[Stored items]
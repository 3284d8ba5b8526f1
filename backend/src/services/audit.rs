//! Append-only audit log of mutating business actions
//!
//! Records are JSON lines in
//! `{log_dir}/{action}/{entity}/{YYMMDD-T-HHMMSS}_{actor}_{entityId}.log`.
//! Writes are best effort: a failed write never undoes the business change,
//! it is reported to the error log and surfaced as a log reference instead.

use std::path::{Path, PathBuf};

use axum::http::StatusCode;
use chrono::{DateTime, Local};
use serde::Serialize;
use serde_json::Value;
use shared::{AuditAction, DocumentKind};
use tokio::io::AsyncWriteExt;

use crate::error::{AppError, AppResult};
use crate::error_log;

/// One audit record
#[derive(Debug, Clone, Serialize)]
#[serde(rename_all = "camelCase")]
pub struct AuditRecord {
    pub timestamp: DateTime<Local>,
    pub action: AuditAction,
    pub entity: String,
    /// User name, not id, so the files read on their own
    pub actor: String,
    pub entity_id: i32,
    pub payload: Value,
}

/// File-backed audit log
#[derive(Clone, Debug)]
pub struct AuditLog {
    root: PathBuf,
}

impl AuditLog {
    pub fn new(log_dir: &Path) -> Self {
        Self {
            root: log_dir.to_path_buf(),
        }
    }

    fn path_for(&self, record: &AuditRecord) -> PathBuf {
        let actor: String = record
            .actor
            .chars()
            .map(|c| if c.is_ascii_alphanumeric() { c } else { '-' })
            .collect();
        self.root
            .join(record.action.as_str())
            .join(&record.entity)
            .join(format!(
                "{}_{}_{}.log",
                record.timestamp.format("%y%m%d-T-%H%M%S"),
                actor,
                record.entity_id
            ))
    }

    /// Append one record
    pub async fn append(&self, record: &AuditRecord) -> AppResult<()> {
        let path = self.path_for(record);
        if let Some(dir) = path.parent() {
            tokio::fs::create_dir_all(dir)
                .await
                .map_err(|e| AppError::AuditWrite(e.to_string()))?;
        }

        let mut line =
            serde_json::to_string(record).map_err(|e| AppError::AuditWrite(e.to_string()))?;
        line.push('\n');

        let mut file = tokio::fs::OpenOptions::new()
            .create(true)
            .append(true)
            .open(&path)
            .await
            .map_err(|e| AppError::AuditWrite(e.to_string()))?;
        file.write_all(line.as_bytes())
            .await
            .map_err(|e| AppError::AuditWrite(e.to_string()))?;

        Ok(())
    }
}

/// Audit records collected while a command runs, written once it commits
#[derive(Debug, Default)]
pub struct AuditTrail {
    records: Vec<AuditRecord>,
}

impl AuditTrail {
    pub fn new() -> Self {
        Self::default()
    }

    pub fn record<T: Serialize>(
        &mut self,
        action: AuditAction,
        entity: &str,
        actor: &str,
        entity_id: i32,
        payload: &T,
    ) {
        // keep the record even when the payload cannot be serialized
        let payload = match serde_json::to_value(payload) {
            Ok(value) => value,
            Err(e) => {
                tracing::warn!(
                    "audit payload for {} #{} not serializable: {}",
                    entity,
                    entity_id,
                    e
                );
                Value::Null
            }
        };
        self.records.push(AuditRecord {
            timestamp: Local::now(),
            action,
            entity: entity.to_string(),
            actor: actor.to_string(),
            entity_id,
            payload,
        });
    }

    pub fn document<T: Serialize>(
        &mut self,
        action: AuditAction,
        kind: DocumentKind,
        actor: &str,
        entity_id: i32,
        payload: &T,
    ) {
        self.record(action, kind.entity(), actor, entity_id, payload);
    }

    pub fn len(&self) -> usize {
        self.records.len()
    }

    pub fn is_empty(&self) -> bool {
        self.records.is_empty()
    }

    /// Write every record in order. Failures are logged and returned as
    /// error-log file names for the response envelope.
    pub async fn flush(self, log: &AuditLog) -> Vec<String> {
        let mut error_logs = Vec::new();
        for record in &self.records {
            if let Err(e) = log.append(record).await {
                tracing::warn!(
                    "audit write failed for {} {} #{}: {}",
                    record.action.as_str(),
                    record.entity,
                    record.entity_id,
                    e
                );
                let name = error_log::write(
                    StatusCode::INTERNAL_SERVER_ERROR,
                    "AUDIT_WRITE_ERROR",
                    &e.to_string(),
                );
                error_logs.extend(name);
            }
        }
        error_logs
    }
}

# [Task details]
Copy out the lines of the data where the word "await" can be found.

# [Output of the task]
                .await
            .await
            .await
            if let Err(e) = log.append(record).await {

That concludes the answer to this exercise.